◆ RECORDS FOR PROCESSING:
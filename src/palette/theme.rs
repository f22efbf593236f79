use crate::foundation::error::{BorderlineError, BorderlineResult};

/// An sRGB color. Serializes as a `#rrggbb` hex string.
#[derive(Clone, Copy, Debug, PartialEq, Eq, Hash)]
pub struct Rgb {
    /// Red channel.
    pub r: u8,
    /// Green channel.
    pub g: u8,
    /// Blue channel.
    pub b: u8,
}

impl Rgb {
    /// Build a color from channel values.
    pub const fn new(r: u8, g: u8, b: u8) -> Self {
        Self { r, g, b }
    }

    /// Parse a `#rrggbb` hex string.
    pub fn from_hex(s: &str) -> BorderlineResult<Self> {
        let digits = s.strip_prefix('#').unwrap_or(s);
        if digits.len() != 6 || !digits.is_ascii() {
            return Err(BorderlineError::validation(format!(
                "expected #rrggbb color, got '{s}'"
            )));
        }
        let channel = |range| {
            u8::from_str_radix(&digits[range], 16)
                .map_err(|_| BorderlineError::validation(format!("invalid hex color '{s}'")))
        };
        Ok(Self {
            r: channel(0..2)?,
            g: channel(2..4)?,
            b: channel(4..6)?,
        })
    }

    /// Format as a `#rrggbb` hex string.
    pub fn to_hex(self) -> String {
        format!("#{:02x}{:02x}{:02x}", self.r, self.g, self.b)
    }

    /// Mean of the three channels, used for filtering sampled pixels.
    pub fn mean_brightness(self) -> f64 {
        (f64::from(self.r) + f64::from(self.g) + f64::from(self.b)) / 3.0
    }

    /// Perceptual brightness (299/587/114 luma weighting).
    pub fn luma(self) -> f64 {
        (f64::from(self.r) * 299.0 + f64::from(self.g) * 587.0 + f64::from(self.b) * 114.0)
            / 1000.0
    }

    /// Black or white, whichever contrasts better against this color.
    pub fn contrast_text(self) -> Rgb {
        if self.luma() > 128.0 {
            Rgb::new(0, 0, 0)
        } else {
            Rgb::new(255, 255, 255)
        }
    }

    /// Darken by a percentage of each channel's current value.
    pub fn darkened(self, percent: f64) -> Rgb {
        let factor = ((100.0 - percent) / 100.0).clamp(0.0, 1.0);
        Rgb::new(
            (f64::from(self.r) * factor).floor() as u8,
            (f64::from(self.g) * factor).floor() as u8,
            (f64::from(self.b) * factor).floor() as u8,
        )
    }

    /// Lighten by a percentage of each channel's remaining headroom.
    pub fn lightened(self, percent: f64) -> Rgb {
        let factor = (percent / 100.0).clamp(0.0, 1.0);
        let lift = |c: u8| (f64::from(c) + (255.0 - f64::from(c)) * factor).floor() as u8;
        Rgb::new(lift(self.r), lift(self.g), lift(self.b))
    }

    /// Subtract a flat amount from every channel, clamping at zero.
    pub fn dimmed(self, amount: u8) -> Rgb {
        Rgb::new(
            self.r.saturating_sub(amount),
            self.g.saturating_sub(amount),
            self.b.saturating_sub(amount),
        )
    }
}

impl serde::Serialize for Rgb {
    fn serialize<S: serde::Serializer>(&self, serializer: S) -> Result<S::Ok, S::Error> {
        serializer.serialize_str(&self.to_hex())
    }
}

impl<'de> serde::Deserialize<'de> for Rgb {
    fn deserialize<D: serde::Deserializer<'de>>(deserializer: D) -> Result<Self, D::Error> {
        let s = String::deserialize(deserializer)?;
        Rgb::from_hex(&s).map_err(serde::de::Error::custom)
    }
}

/// The fixed 8-field color palette applied to a magazine presentation.
#[derive(Clone, Copy, Debug, PartialEq, Eq, serde::Serialize, serde::Deserialize)]
pub struct Palette {
    /// Dominant brand color.
    pub primary: Rgb,
    /// Supporting color.
    pub secondary: Rgb,
    /// Accent for emphasis elements.
    pub accent: Rgb,
    /// Page background.
    pub background: Rgb,
    /// Body text color.
    pub text: Rgb,
    /// Button fill.
    pub button: Rgb,
    /// Button fill on hover.
    pub button_hover: Rgb,
    /// Border and divider color.
    pub border: Rgb,
}

impl Palette {
    /// Render the palette as a `--magazine-*` CSS custom-property list.
    pub fn css_variables(&self) -> String {
        [
            ("primary", self.primary),
            ("secondary", self.secondary),
            ("accent", self.accent),
            ("background", self.background),
            ("text", self.text),
            ("button", self.button),
            ("button-hover", self.button_hover),
            ("border", self.border),
        ]
        .iter()
        .map(|(name, color)| format!("--magazine-{name}: {}", color.to_hex()))
        .collect::<Vec<_>>()
        .join("; ")
    }
}

/// Predefined magazine themes.
#[derive(Clone, Copy, Debug, PartialEq, Eq, serde::Serialize, serde::Deserialize)]
#[serde(rename_all = "lowercase")]
pub enum Theme {
    /// Literary/classic, the default.
    Literary,
    /// Modern/contemporary.
    Modern,
    /// Artistic/creative.
    Artistic,
    /// Minimalist.
    Minimalist,
    /// Vibrant.
    Vibrant,
}

impl Theme {
    /// Resolve a theme from its name, case-insensitively.
    pub fn from_name(name: &str) -> Option<Theme> {
        match name.trim().to_ascii_lowercase().as_str() {
            "literary" => Some(Theme::Literary),
            "modern" => Some(Theme::Modern),
            "artistic" => Some(Theme::Artistic),
            "minimalist" => Some(Theme::Minimalist),
            "vibrant" => Some(Theme::Vibrant),
            _ => None,
        }
    }

    /// Infer a theme from content tags. Groups are checked in a fixed order
    /// (artistic, modern, minimalist, vibrant) so the result is stable when
    /// tags hint at several themes.
    pub fn from_tags<'a>(tags: impl IntoIterator<Item = &'a str>) -> Option<Theme> {
        const GROUPS: [(&[&str], Theme); 4] = [
            (&["art", "visual", "creative", "poetry"], Theme::Artistic),
            (&["modern", "contemporary", "digital"], Theme::Modern),
            (&["minimal", "clean", "simple"], Theme::Minimalist),
            (&["colorful", "vibrant", "bold"], Theme::Vibrant),
        ];
        let tags: Vec<String> = tags
            .into_iter()
            .map(|t| t.trim().to_ascii_lowercase())
            .collect();
        GROUPS
            .iter()
            .find(|(keywords, _)| tags.iter().any(|t| keywords.contains(&t.as_str())))
            .map(|&(_, theme)| theme)
    }

    /// The theme's predefined palette.
    pub fn palette(self) -> Palette {
        match self {
            Theme::Literary => Palette {
                primary: Rgb::new(0x1f, 0x29, 0x37),
                secondary: Rgb::new(0x37, 0x41, 0x51),
                accent: Rgb::new(0x7c, 0x3a, 0xed),
                background: Rgb::new(0xf8, 0xfa, 0xfc),
                text: Rgb::new(0x1f, 0x29, 0x37),
                button: Rgb::new(0x7c, 0x3a, 0xed),
                button_hover: Rgb::new(0x6d, 0x28, 0xd9),
                border: Rgb::new(0xe5, 0xe7, 0xeb),
            },
            Theme::Modern => Palette {
                primary: Rgb::new(0x0f, 0x17, 0x2a),
                secondary: Rgb::new(0x33, 0x41, 0x55),
                accent: Rgb::new(0x06, 0xb6, 0xd4),
                background: Rgb::new(0xf1, 0xf5, 0xf9),
                text: Rgb::new(0x0f, 0x17, 0x2a),
                button: Rgb::new(0x06, 0xb6, 0xd4),
                button_hover: Rgb::new(0x08, 0x91, 0xb2),
                border: Rgb::new(0xcb, 0xd5, 0xe1),
            },
            Theme::Artistic => Palette {
                primary: Rgb::new(0x7c, 0x2d, 0x12),
                secondary: Rgb::new(0xa1, 0x62, 0x07),
                accent: Rgb::new(0xdc, 0x26, 0x26),
                background: Rgb::new(0xfe, 0xf7, 0xed),
                text: Rgb::new(0x7c, 0x2d, 0x12),
                button: Rgb::new(0xdc, 0x26, 0x26),
                button_hover: Rgb::new(0xb9, 0x1c, 0x1c),
                border: Rgb::new(0xfe, 0xd7, 0xaa),
            },
            Theme::Minimalist => Palette {
                primary: Rgb::new(0x00, 0x00, 0x00),
                secondary: Rgb::new(0x4b, 0x55, 0x63),
                accent: Rgb::new(0x00, 0x00, 0x00),
                background: Rgb::new(0xff, 0xff, 0xff),
                text: Rgb::new(0x00, 0x00, 0x00),
                button: Rgb::new(0x00, 0x00, 0x00),
                button_hover: Rgb::new(0x37, 0x41, 0x51),
                border: Rgb::new(0xe5, 0xe7, 0xeb),
            },
            Theme::Vibrant => Palette {
                primary: Rgb::new(0x1e, 0x40, 0xaf),
                secondary: Rgb::new(0x7c, 0x3a, 0xed),
                accent: Rgb::new(0xf5, 0x9e, 0x0b),
                background: Rgb::new(0xf0, 0xf9, 0xff),
                text: Rgb::new(0x1e, 0x40, 0xaf),
                button: Rgb::new(0xf5, 0x9e, 0x0b),
                button_hover: Rgb::new(0xd9, 0x77, 0x06),
                border: Rgb::new(0xbf, 0xdb, 0xfe),
            },
        }
    }
}

/// Resolve a palette from an optional explicit theme name, falling back to
/// tag inference and finally to the literary default.
pub fn resolve_palette(theme: Option<&str>, tags: &[&str]) -> Palette {
    theme
        .and_then(Theme::from_name)
        .or_else(|| Theme::from_tags(tags.iter().copied()))
        .unwrap_or(Theme::Literary)
        .palette()
}

#[cfg(test)]
#[path = "../../tests/unit/palette/theme.rs"]
mod tests;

◆ EXERCISE AIM: Where the records above contain a line with "#[cfg(test)]", repeat that line and each later line through the end, exactly, and nothing more.

◆ TASK OUTPUT:
#[cfg(test)]
#[path = "../../tests/unit/palette/theme.rs"]
mod tests;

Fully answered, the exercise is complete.